A novel mono-physics particle-based approach for the simulation of cardiovascular fluid-structure interaction problems
- Authors: Monteleone, A.; Di Leonardo, S.; Napoli, E.; Burriesci, G.
- Publication year: 2024
- Type: Articolo in rivista
- OA Link: http://hdl.handle.net/10447/664736
Abstract
Background and objective: Fluid-structure interaction (FSI) is required in the study of several cardiovascular engineering problems were the mutual interaction between the pulsatile blood flow and the tissue structures is essential to establish the biomechanics of the system. Traditional FSI methods are partitioned approaches where two independent solvers, one for the fluid and one for the structure, are asynchronously coupled. This process results into high computational costs. In this work, a new FSI scheme which avoids the coupling of different solvers is presented in the framework of the truly incompressible smoothed particle hydrodynamics (ISPH) method.

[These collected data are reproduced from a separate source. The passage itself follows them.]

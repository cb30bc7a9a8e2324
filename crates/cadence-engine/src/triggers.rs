//! Event entry points that enroll subjects into matching scenarios.

use chrono::{DateTime, Utc};
use regex::RegexBuilder;
use tracing::{debug, info, warn};

use cadence_core::error::Result;
use cadence_core::types::{
    EnrollmentId, EnrollmentStatus, KeywordMatch, Scenario, ScenarioId, SubjectId, Trigger,
};

use crate::engine::{EnrollOutcome, Engine};

/// Enrollment results for one triggering event, per matched scenario.
pub type TriggerOutcomes = Vec<(ScenarioId, EnrollOutcome)>;

/// Result of a tag-assigned event.
#[derive(Debug, Clone, Default, PartialEq)]
pub struct TagOutcome {
    pub enrolled: TriggerOutcomes,
    /// Active enrollments fast-forwarded by a tag jump.
    pub jumped: Vec<EnrollmentId>,
}

/// Whether a keyword trigger accepts the incoming text.
///
/// Exact and contains compare case-insensitively after trimming; regex
/// patterns are matched as written.
pub fn keyword_matches(pattern: &str, mode: KeywordMatch, text: &str) -> bool {
    let text = text.trim();
    match mode {
        KeywordMatch::Exact => text.eq_ignore_ascii_case(pattern.trim()),
        KeywordMatch::Contains => {
            let pattern = pattern.trim().to_lowercase();
            !pattern.is_empty() && text.to_lowercase().contains(&pattern)
        }
        KeywordMatch::Regex => match RegexBuilder::new(pattern).size_limit(1 << 20).build() {
            Ok(re) => re.is_match(text),
            Err(e) => {
                warn!(pattern, error = %e, "Invalid keyword regex");
                false
            }
        },
    }
}

impl Engine {
    /// The subject became eligible (registered, linked an account).
    pub async fn on_eligible(&self, subject: &SubjectId) -> Result<TriggerOutcomes> {
        self.on_eligible_at(subject, Utc::now()).await
    }

    pub async fn on_eligible_at(&self, subject: &SubjectId, now: DateTime<Utc>) -> Result<TriggerOutcomes> {
        self.enroll_matching(subject, now, |t| matches!(t, Trigger::Eligible))
            .await
    }

    /// The subject sent a message.
    pub async fn on_keyword(&self, subject: &SubjectId, text: &str) -> Result<TriggerOutcomes> {
        self.on_keyword_at(subject, text, Utc::now()).await
    }

    pub async fn on_keyword_at(
        &self,
        subject: &SubjectId,
        text: &str,
        now: DateTime<Utc>,
    ) -> Result<TriggerOutcomes> {
        self.enroll_matching(subject, now, |t| match t {
            Trigger::Keyword { pattern, mode } => keyword_matches(pattern, *mode, text),
            _ => false,
        })
        .await
    }

    /// A tag was assigned to the subject.
    ///
    /// Enrolls into scenarios triggered by the tag, then fast-forwards the
    /// subject's active enrollments whose scenario declares a jump for it.
    pub async fn on_tag_assigned(&self, subject: &SubjectId, tag_id: &str) -> Result<TagOutcome> {
        self.on_tag_assigned_at(subject, tag_id, Utc::now()).await
    }

    pub async fn on_tag_assigned_at(
        &self,
        subject: &SubjectId,
        tag_id: &str,
        now: DateTime<Utc>,
    ) -> Result<TagOutcome> {
        // Jumps apply to enrollments that existed before this event.
        let active: Vec<_> = self
            .subject_enrollments(subject)
            .await?
            .into_iter()
            .filter(|e| e.status == EnrollmentStatus::Active)
            .collect();

        let enrolled = self
            .enroll_matching(subject, now, |t| {
                matches!(t, Trigger::TagAssigned { tag_id: wanted } if wanted == tag_id)
            })
            .await?;

        let mut jumped = Vec::new();
        for enrollment in active {
            let scenario = match self.load_scenario(&enrollment.scenario_id).await {
                Ok(s) => s,
                Err(e) => {
                    warn!(enrollment = %enrollment.id, error = %e, "Cannot load scenario for tag jump");
                    continue;
                }
            };
            let Some(jump) = scenario.tag_jumps.iter().find(|j| j.tag_id == tag_id) else {
                continue;
            };
            if self.jump_to_at(enrollment.id, jump.target_step, now).await? {
                jumped.push(enrollment.id);
            }
        }

        Ok(TagOutcome { enrolled, jumped })
    }

    async fn enroll_matching<F>(
        &self,
        subject: &SubjectId,
        now: DateTime<Utc>,
        accepts: F,
    ) -> Result<TriggerOutcomes>
    where
        F: Fn(&Trigger) -> bool,
    {
        let candidates: Vec<Scenario> = self
            .list_scenarios()
            .await?
            .into_iter()
            .filter(|s| s.enabled && accepts(&s.trigger))
            .collect();

        let mut outcomes = Vec::with_capacity(candidates.len());
        for scenario in candidates {
            match self.enroll_into(&scenario, subject, now).await {
                Ok(outcome) => outcomes.push((scenario.id.clone(), outcome)),
                Err(e) => {
                    warn!(scenario = %scenario.id, subject = %subject, error = %e, "Trigger enrollment failed");
                }
            }
        }

        if outcomes.is_empty() {
            debug!(subject = %subject, "No scenario matched trigger");
        } else {
            info!(subject = %subject, matched = outcomes.len(), "Trigger matched scenarios");
        }
        Ok(outcomes)
    }
}

#[cfg(test)]
mod tests {
    use super::*;

    #[test]
    fn test_exact_keyword() {
        assert!(keyword_matches("BOOK", KeywordMatch::Exact, "  book "));
        assert!(!keyword_matches("book", KeywordMatch::Exact, "book now"));
    }

    #[test]
    fn test_contains_keyword() {
        assert!(keyword_matches("book", KeywordMatch::Contains, "I want to BOOK a visit"));
        assert!(!keyword_matches("cancel", KeywordMatch::Contains, "book"));
        assert!(!keyword_matches("  ", KeywordMatch::Contains, "anything"));
    }

    #[test]
    fn test_regex_keyword() {
        assert!(keyword_matches(r"^(hi|hello)\b", KeywordMatch::Regex, "hello there"));
        assert!(!keyword_matches(r"^(hi|hello)\b", KeywordMatch::Regex, "oh hello"));
        assert!(!keyword_matches("(", KeywordMatch::Regex, "("));
    }
}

Methods: In the proposed FSI method, ISPH particles contribute to define both the fluid and structural domains and are solved together in a unified system. Solid particles, geometrically defined at the beginning of the simulation, are linked through spring bounds with elastic constant providing the material Young's modulus. At each iteration, internal elastic forces are calculated to restore the springs resting length. These forces are added in the predictor step of the fractional-step procedure used to solve the momentum and continuity equations for incompressible flows of all particles. Results: The method was validated with a benchmark test case consisting of a flexible beam immersed in a channel. Results showed good agreement with the system coupling approach of a well-established commercial software, ANSYS®, both in terms of fluid-dynamics and beam deformation. The approach was then applied to model a complex cardiovascular problem, consisting in the aortic valve operating function. The valve dynamics during opening and closing phases were compared qualitatively with literature results, demonstrating good consistency. Conclusions: The method is computationally more efficient than traditional FSI strategies, and overcomes some of their main drawbacks, such as the impossibility of simulating the correct valve coaptation during the closing phase. Thanks to the incompressibility scheme, the proposed FSI method is appropriate to model biological soft tissues. The simplicity and flexibility of the approach also makes it suitable to be expanded for the modelling of thromboembolic phenomena.